Categorized | Analysis, Energy and water

Qatar’s power reserves among biggest in GCC

With one of the biggest power reserve margins in the GCC, Qatar is able to keep up with growing demand for power and water as preparations for the 2022 FIFA World Cup accelerate.

Even though power demand growth has regularly exceeded 10% over the past five years, Qatar’s installed capacity of 8,761MW was comfortably able to deal with the peak usage of 6,255MW recorded in 2012.

Having a reserve cushion is part of Qatar’s long-term initiative toward developing a sustainable energy and water strategy, which will be one of the highlights of the discussions at the forthcoming Qatar Energy and Water Efficiency Conference to be held on December 8-10 at the Hilton Hotel Doha.

Qatar’s power reserves have enabled it to sell electricity to neighbouring countries in the GCC which have struggled to meet rising domestic demand. However, although it currently has a healthy reserve margin, Qatar General Electricity & Water Corporation (Kahramaa) is aware that growing demand must be adequately met with appropriate planning and preparations, as well as promoting efficient use of electricity and water.

“Current indications in our strategic and technical planning show that in the next five years, there will be a need for additional capacity – with huge schemes planned everywhere – particularly in preparation for the [FIFA 2022] World Cup. For the past three years, many of the projects were in the planning stage, but now we are seeing them start, including port and metro schemes and many others,” said Kahramaa’s technical director, Ahmed al-Naser.

Qatar’s next planned independent water and power plant (IWPP) is known as Facility D and will be located at the Qatar Economic Zone near Doha. It is expected to have a power generation capacity of 2,400MW and a desalination capacity of 130 million g/d. The desalination component will partly use reverse osmosis (RO) technology; it will be the first time the country has employed it on a large-scale scheme.

While its power situation is comfortable, Qatar in contrast has some of the smallest water reserves in the world and is therefore addressing the equally important issue of water security.

In an effort to ensure water security, Kahramaa is undertaking an ambitious $3 billion Water Security Mega Reservoirs project.

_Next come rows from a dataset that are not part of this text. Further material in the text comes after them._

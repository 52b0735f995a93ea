use chrono::{DateTime, Utc};
use serde::{Deserialize, Serialize};
use sqlx::FromRow;
use uuid::Uuid;

#[derive(Debug, Clone, Serialize, Deserialize, FromRow)]
pub struct SyncJob {
    pub id: Uuid,
    pub user_id: String,
    pub connection_id: Uuid,
    pub provider: String,
    pub sync_type: String,
    pub status: String,
    pub priority: i32,
    pub progress: i32,
    pub folders_completed: i32,
    pub total_folders: i32,
    pub messages_synced: i32,
    pub current_folder: Option<String>,
    pub status_message: Option<String>,
    pub started_at: DateTime<Utc>,
    pub completed_at: Option<DateTime<Utc>>,
    pub latest_history_id: Option<String>,
    pub worker_id: Option<String>,
    pub retry_count: i32,
    pub max_retries: i32,
    pub updated_at: DateTime<Utc>,
}

#[derive(Debug, Clone, Copy, PartialEq, Eq, Serialize, Deserialize)]
pub enum SyncType {
    Full,
    Incremental,
}

impl SyncType {
    pub fn as_str(self) -> &'static str {
        match self {
            SyncType::Full => "full",
            SyncType::Incremental => "incremental",
        }
    }
}

#[derive(Debug, Clone, Serialize, Deserialize, FromRow)]
pub struct WorkerRecord {
    pub worker_id: String,
    pub hostname: String,
    pub status: String,
    pub last_heartbeat: DateTime<Utc>,
    pub current_job_id: Option<Uuid>,
    pub current_memory_usage: Option<i64>,
    pub jobs_processed_count: i32,
    pub started_at: DateTime<Utc>,
}

/// Row in `sync_locks`. Acquired by `INSERT ... ON CONFLICT DO NOTHING` and
/// released by deleting the row; a stale lock is reclaimed once `expires_at`
/// has passed, which is why that column (not `acquired_at`) gates acquisition.
#[derive(Debug, Clone, Serialize, Deserialize, FromRow)]
pub struct DistLock {
    pub id: String,
    pub acquired_at: DateTime<Utc>,
    pub expires_at: DateTime<Utc>,
}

The scheme has been designed to provide seven days of strategic water storage within its network, which will shore up the country’s reserve supplies and protect against any future disruptions in provision.

“The reservoirs project is one of the largest in the world in terms of the size of reservoirs and will increase the capacity of water storage [in Qatar] by 10 times. So the storage capacity will be about 3,500 million gallons,” explained al-Naser.

In hosting the Qatar Energy and Water Efficiency conference, Kahramaa hopes to continue to refine the country’s water and energy efficiency strategy. In addition to Qatar’s utility authority, the event is also supported by the Clean Energy Business Council, the Qatar Green Building Council and GORD; as well as by Schneider Electric as Gold Sponsor and Parsons as Networking Sponsor.